This study provides baseline scholastic output data for a medical specialty organization state chapter abstract competition, showing that 3.8% of projects further developed into a peer-reviewed manuscript and a total of 14.7% of student and resident presentations developed further to reach larger scholarly audiences (meeting either primary or secondary outcome). Given the paucity of reports in the literature with similar context (i.e. State level, medical specialty organizations, & include clinical vignette abstracts), these data provide a baseline for future study and comparison.
A 2018 Cochrane meta-analysis on the full publication of results initially presented as abstracts, reports that 37.4% of abstracts progress onto a full publication (Scherer et al., 2018). Our observed rate of 3.8% is nearly an order of magnitude less than that. We hypothesize that this difference is a multifactorial. First, abstracts being presented at a national or international meeting compared to a state level abstract introduces a selection bias that selects for projects of higher “quality” or “impact” which has been associated with increased rates of publication (Scherer et al., 2018). Additionally, our observed publication rate includes all abstracts presented, while other researchers may omit studying publication rates of clinical vignette abstracts as part of their protocol (Egloff et al., 2017). Authors attempting to publish case reports (clinical vignettes) have several added barriers to publication compared to other research styles including lack of mentoring, fewer journals accepting case reports, and publication fees (Nissen and Wynn, 2012; Li, Wilson and Lau, 2019).
Another finding from this study showed that abstracts with students as primary author were more likely to progress onto wider dissemination. We believe that this difference is most driven by higher a higher proportion of clinical vignette submissions by residents (Students, 57 of 79 = 72.2%; Residents, 315 of 344 = 91.6%). As discussed above, case reports have added barriers to publication compared to clinical or bench research. Additionally, this disproportion is being driven by similar absolute numbers of ACP National Presentations among students and residents, but dissimilar proportions given more total abstract submissions by residents. Notably, the sponsoring organization (American College of Physicians) national abstract competition was the only additional scholarly output for over half of the projects (32/62= 51.6%). We attribute this high proportion to the low barrier to submit to the national meeting given similar abstract formats and the fact that a small number of winning abstracts are given immediate acceptance to the national contest. These data highlight the importance of linking state & regional meetings with larger national meetings to support learner scholarship.

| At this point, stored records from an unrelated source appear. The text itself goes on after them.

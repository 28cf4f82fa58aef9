//! Search command implementation.

use std::time::Instant;

use anyhow::{Context, Result};
use console::style;
use indicatif::{ProgressBar, ProgressStyle};
use rand::SeedableRng;
use rand::rngs::StdRng;
use serde::Serialize;
use tracing::info;

use qsearch_core::{GroverSearch, OutcomeHistogram, run_trials_with};

use super::OutputFormat;

/// Parsed arguments for the search command.
pub struct SearchArgs {
    pub dim: usize,
    pub targets: Vec<usize>,
    pub trials: usize,
    pub iterations: Option<usize>,
    pub seed: Option<u64>,
    pub format: OutputFormat,
    pub trace: bool,
}

/// JSON report for one search command.
#[derive(Debug, Serialize)]
pub struct SearchReport {
    pub dim: usize,
    pub targets: Vec<usize>,
    pub iterations: usize,
    pub trials: usize,
    pub seed: Option<u64>,
    pub counts: Vec<u64>,
    pub probabilities: Vec<f64>,
    pub mode: Option<usize>,
    pub elapsed_ms: u64,
}

/// Execute the search command.
pub fn execute(args: &SearchArgs) -> Result<()> {
    let search = build_search(args)?;

    let show_progress = args.format == OutputFormat::Table;
    let bar = if show_progress {
        println!(
            "{} Searching N = {} for {:?} ({} iterations, {} trials)",
            style("→").cyan().bold(),
            style(args.dim).green(),
            args.targets,
            style(search.iterations()).yellow(),
            args.trials
        );
        let bar = ProgressBar::new(args.trials as u64);
        bar.set_style(
            ProgressStyle::default_bar()
                .template("{spinner:.cyan} [{bar:40.cyan/blue}] {pos}/{len} trials")?
                .progress_chars("=> "),
        );
        bar
    } else {
        ProgressBar::hidden()
    };

    let (report, histogram) = run_search(args, &search, &bar)?;
    bar.finish_and_clear();

    match args.format {
        OutputFormat::Table => print_histogram(&histogram, &args.targets, report.elapsed_ms),
        OutputFormat::Json => println!("{}", serde_json::to_string_pretty(&report)?),
    }

    Ok(())
}

/// Validate the arguments and configure the engine.
pub fn build_search(args: &SearchArgs) -> Result<GroverSearch> {
    if args.trials == 0 {
        anyhow::bail!("Number of trials must be at least 1");
    }

    let mut search = GroverSearch::for_indices(args.dim, &args.targets)
        .with_context(|| {
            format!(
                "Invalid search space (dim {}, targets {:?})",
                args.dim, args.targets
            )
        })?
        .with_trace(args.trace);
    if let Some(iterations) = args.iterations {
        search = search.with_iterations(iterations);
    }
    Ok(search)
}

/// Run the trials, advancing `bar` once per outcome.
pub fn run_search(
    args: &SearchArgs,
    search: &GroverSearch,
    bar: &ProgressBar,
) -> Result<(SearchReport, OutcomeHistogram)> {
    let mut rng = match args.seed {
        Some(seed) => StdRng::seed_from_u64(seed),
        None => StdRng::from_entropy(),
    };

    let start = Instant::now();
    let histogram = run_trials_with(search, args.trials, &mut rng, |_| bar.inc(1))
        .with_context(|| format!("Search over dim {} failed", args.dim))?;
    let elapsed_ms = start.elapsed().as_millis() as u64;
    info!(elapsed_ms, "search finished");

    let report = SearchReport {
        dim: args.dim,
        targets: args.targets.clone(),
        iterations: search.iterations(),
        trials: args.trials,
        seed: args.seed,
        counts: histogram.counts().to_vec(),
        probabilities: histogram.probabilities(),
        mode: histogram.mode(),
        elapsed_ms,
    };
    Ok((report, histogram))
}

/// Render the histogram as a labelled bar chart.
fn print_histogram(histogram: &OutcomeHistogram, targets: &[usize], elapsed_ms: u64) {
    println!(
        "\n{} Results ({} trials):",
        style("✓").green().bold(),
        histogram.total()
    );

    let width = histogram.dim().saturating_sub(1).to_string().len();
    for (index, (count, prob)) in histogram
        .counts()
        .iter()
        .zip(histogram.probabilities())
        .enumerate()
    {
        let percent = prob * 100.0;
        let bar: String = "█".repeat((percent / 2.0).round() as usize);
        let label = format!("|{index:>width$}⟩");
        let label = if targets.contains(&index) {
            style(label).yellow().bold()
        } else {
            style(label).cyan()
        };
        println!(
            "  {}: {:>6} ({:>5.2}%) {}",
            label,
            count,
            percent,
            style(bar).green()
        );
    }

    if let Some(mode) = histogram.mode() {
        println!(
            "\n  Most frequent: |{}⟩ ({:.1}× uniform)",
            style(mode).yellow(),
            histogram.amplification(mode)
        );
    }
    println!("  Execution time: {} ms", style(elapsed_ms).yellow());
}
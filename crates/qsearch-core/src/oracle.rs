//! Phase-flip oracle.
//!
//! The oracle combines a state with its comparison target amplitude by
//! amplitude. Each pair `(i, j)` maps to `i * j`, negated when the two
//! operands carry the same identity. Identity is object identity: the flip
//! fires only when the oracle is asked to mark its own target. Distinct
//! states never coincide, so in that case the oracle reduces to the plain
//! elementwise product and marks nothing.

use crate::error::SimResult;
use crate::state::StateVector;

/// Marking function for a single amplitude pair.
#[inline]
pub fn mark(i: f64, j: f64, same_identity: bool) -> f64 {
    if same_identity { -(i * j) } else { i * j }
}

/// Oracle holding the comparison target it marks against.
#[derive(Debug, Clone, PartialEq)]
pub struct PhaseOracle {
    target: StateVector,
}

impl PhaseOracle {
    /// Oracle that marks against `target`.
    pub fn new(target: StateVector) -> Self {
        Self { target }
    }

    /// The comparison target.
    pub fn target(&self) -> &StateVector {
        &self.target
    }

    /// Apply the oracle to `psi`, returning a new state.
    pub fn apply(&self, psi: &StateVector) -> SimResult<StateVector> {
        oracle(psi, &self.target)
    }
}

/// Free-standing form of [`PhaseOracle::apply`].
pub fn oracle(psi: &StateVector, target: &StateVector) -> SimResult<StateVector> {
    psi.check_dim(target)?;
    let same = std::ptr::eq(psi, target);
    let marked = psi
        .amplitudes()
        .iter()
        .zip(target.amplitudes().iter())
        .map(|(&i, &j)| mark(i, j, same))
        .collect();
    Ok(StateVector::from_amplitudes(marked))
}

#[cfg(test)]
mod tests {
    use super::*;
    use crate::error::SimError;

    #[test]
    fn test_mark_flips_only_on_identity() {
        assert_eq!(mark(2.0, 3.0, false), 6.0);
        assert_eq!(mark(2.0, 3.0, true), -6.0);
    }

    #[test]
    fn test_distinct_states_give_elementwise_product() {
        let psi = StateVector::from_amplitudes(vec![0.5, 0.5, 0.5, 0.5]);
        let target = StateVector::from_amplitudes(vec![0.5, -0.5, 0.5, -0.5]);
        let out = oracle(&psi, &target).unwrap();
        assert_eq!(out.to_vec(), vec![0.25, -0.25, 0.25, -0.25]);
    }

    #[test]
    fn test_equal_but_distinct_states_do_not_flip() {
        let a = StateVector::from_amplitudes(vec![1.0, 2.0]);
        let b = a.clone();
        assert_eq!(oracle(&a, &b).unwrap().to_vec(), vec![1.0, 4.0]);
    }

    #[test]
    fn test_self_marking_flips_sign() {
        let o = PhaseOracle::new(StateVector::from_amplitudes(vec![1.0, -2.0]));
        let out = o.apply(o.target()).unwrap();
        assert_eq!(out.to_vec(), vec![-1.0, -4.0]);
    }

    #[test]
    fn test_dimension_mismatch() {
        let o = PhaseOracle::new(StateVector::zeros(4));
        assert_eq!(
            o.apply(&StateVector::zeros(2)),
            Err(SimError::DimensionMismatch {
                expected: 2,
                found: 4
            })
        );
    }
}
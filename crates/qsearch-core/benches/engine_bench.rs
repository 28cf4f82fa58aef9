//! Benchmarks for the search core
//!
//! Run with: cargo bench -p qsearch-core

use criterion::{BenchmarkId, Criterion, black_box, criterion_group, criterion_main};
use rand::SeedableRng;
use rand::rngs::StdRng;

use qsearch_core::{GroverSearch, HadamardOperator, run_trials};

/// Benchmark Hadamard matrix construction
fn bench_hadamard_construction(c: &mut Criterion) {
    let mut group = c.benchmark_group("hadamard_construction");

    for n in &[4usize, 16, 64, 256] {
        group.bench_with_input(BenchmarkId::new("new", n), n, |b, &n| {
            b.iter(|| HadamardOperator::new(black_box(n)).unwrap());
        });
    }

    group.finish();
}

/// Benchmark one full search and a 1000-trial histogram
fn bench_search(c: &mut Criterion) {
    let mut group = c.benchmark_group("search");

    let search = GroverSearch::for_indices(16, &[8]).unwrap();
    group.bench_function("single_run_16", |b| {
        let mut rng = StdRng::seed_from_u64(0);
        b.iter(|| search.run_with_rng(&mut rng).unwrap());
    });

    group.bench_function("trials_1000_16", |b| {
        let mut rng = StdRng::seed_from_u64(0);
        b.iter(|| run_trials(black_box(&search), 1000, &mut rng).unwrap());
    });

    group.finish();
}

criterion_group!(benches, bench_hadamard_construction, bench_search);
criterion_main!(benches);
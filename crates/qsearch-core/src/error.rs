//! Error types for the search core.

use thiserror::Error;

/// Errors produced by the Grover search simulation.
#[derive(Debug, Error, PartialEq)]
#[non_exhaustive]
pub enum SimError {
    /// Two vectors (or a vector and an operator) disagree on dimension.
    #[error("dimension mismatch: expected {expected}, found {found}")]
    DimensionMismatch {
        /// Dimension required by the left-hand operand.
        expected: usize,
        /// Dimension actually supplied.
        found: usize,
    },

    /// The Hadamard construction only reaches powers of two.
    #[error("dimension {0} is not a power of two")]
    NotPowerOfTwo(usize),

    /// `basis(0)` has no vectors to produce.
    #[error("basis dimension must be at least 1")]
    EmptyBasis,

    /// A register must hold at least one basis vector.
    #[error("register contains no basis vectors")]
    EmptyRegister,

    /// A basis index or measurement outcome lies outside `[0, dim)`.
    #[error("index {index} is out of range for dimension {dim}")]
    IndexOutOfRange {
        /// The offending index.
        index: usize,
        /// Dimension of the space.
        dim: usize,
    },

    /// Amplitudes that do not form the indicator vector of their index.
    #[error("amplitudes are not the basis vector |{0}⟩")]
    NotBasisVector(usize),

    /// The state has no probability mass to normalise or sample from.
    #[error("state has zero (or non-finite) norm")]
    ZeroNorm,
}

/// Result type for search simulation operations.
pub type SimResult<T> = Result<T, SimError>;
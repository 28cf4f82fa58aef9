//! Outcome accumulation across repeated trials.
//!
//! The engine keeps no state between runs; callers own an
//! [`OutcomeHistogram`] and feed it one outcome index per run.

use rand::Rng;
use serde::{Deserialize, Serialize};
use tracing::debug;

use crate::engine::GroverSearch;
use crate::error::{SimError, SimResult};
use crate::measure::measure_with_rng;

/// Per-index outcome counts over an N-dimensional basis.
#[derive(Debug, Clone, PartialEq, Eq, Serialize, Deserialize)]
pub struct OutcomeHistogram {
    counts: Vec<u64>,
}

impl OutcomeHistogram {
    /// An empty histogram with `n` bins.
    pub fn new(n: usize) -> Self {
        Self { counts: vec![0; n] }
    }

    /// Number of bins.
    pub fn dim(&self) -> usize {
        self.counts.len()
    }

    /// Record one outcome.
    pub fn record(&mut self, index: usize) -> SimResult<()> {
        let dim = self.dim();
        let bin = self
            .counts
            .get_mut(index)
            .ok_or(SimError::IndexOutOfRange { index, dim })?;
        *bin += 1;
        Ok(())
    }

    pub fn count(&self, index: usize) -> u64 {
        self.counts.get(index).copied().unwrap_or(0)
    }

    pub fn counts(&self) -> &[u64] {
        &self.counts
    }

    /// Total outcomes recorded.
    pub fn total(&self) -> u64 {
        self.counts.iter().sum()
    }

    /// Empirical probabilities; all zero when nothing has been recorded.
    pub fn probabilities(&self) -> Vec<f64> {
        let total = self.total();
        if total == 0 {
            return vec![0.0; self.dim()];
        }
        self.counts
            .iter()
            .map(|&c| c as f64 / total as f64)
            .collect()
    }

    /// Most frequent index (lowest index on ties), or `None` when empty.
    pub fn mode(&self) -> Option<usize> {
        if self.total() == 0 {
            return None;
        }
        let max = self.counts.iter().copied().max()?;
        self.counts.iter().position(|&c| c == max)
    }

    /// Empirical probability at `index` divided by the uniform 1/N.
    pub fn amplification(&self, index: usize) -> f64 {
        let total = self.total();
        if total == 0 {
            return 0.0;
        }
        let p = self.count(index) as f64 / total as f64;
        p * self.dim() as f64
    }
}

/// Run `search` `trials` times, tallying each measured index.
pub fn run_trials<R: Rng>(
    search: &GroverSearch,
    trials: usize,
    rng: &mut R,
) -> SimResult<OutcomeHistogram> {
    run_trials_with(search, trials, rng, |_| {})
}

/// Like [`run_trials`], calling `on_trial` with each outcome as it is recorded.
pub fn run_trials_with<R, F>(
    search: &GroverSearch,
    trials: usize,
    rng: &mut R,
    mut on_trial: F,
) -> SimResult<OutcomeHistogram>
where
    R: Rng,
    F: FnMut(usize),
{
    let mut histogram = OutcomeHistogram::new(search.full_register().dim());
    // The pre-measurement state is identical for every trial.
    let amplified = search.amplified_state()?;
    for _ in 0..trials {
        let outcome = measure_with_rng(&amplified, rng)?;
        histogram.record(outcome.index)?;
        on_trial(outcome.index);
    }
    debug!(trials, mode = ?histogram.mode(), "trials complete");
    Ok(histogram)
}
//! Version command implementation.

use console::style;

/// Execute the version command.
pub fn execute() {
    let version = env!("CARGO_PKG_VERSION");

    println!(
        "{} {} - Grover search simulation with real amplitudes",
        style("qsearch").cyan().bold(),
        style(format!("v{version}")).yellow()
    );
    println!();
    println!("Components:");
    println!("  qsearch-core  Basis, Hadamard, oracle, diffusion, measurement");
    println!("  qsearch-cli   Command-line interface");
    println!();
    println!("License:    {}", style("Apache-2.0").dim());
}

Limitations of this study include the potential that search criteria may not return all relevant publications; especially If abstract titles are different enough from subsequent publication titles such as in cases where the authors use word-play in their abstract titles. Additionally, our search was complete 12 months after the most recent annual meeting. Effectively, this provided a follow-up period from time to presentation to analysis of 12 to 48 months depending on competition year. Previous studies have used a minimum of 24 months follow up as this is generally regarded as the window in which most abstracts will be published (Scherer et al., 2018). To monitor for effect of a shortened follow-up window, an ad-hoc Chi-Square analysis of abstracts meeting primary or secondary outcome by year showed no significant relation from time since presentation to wider dissemination (p=0.325).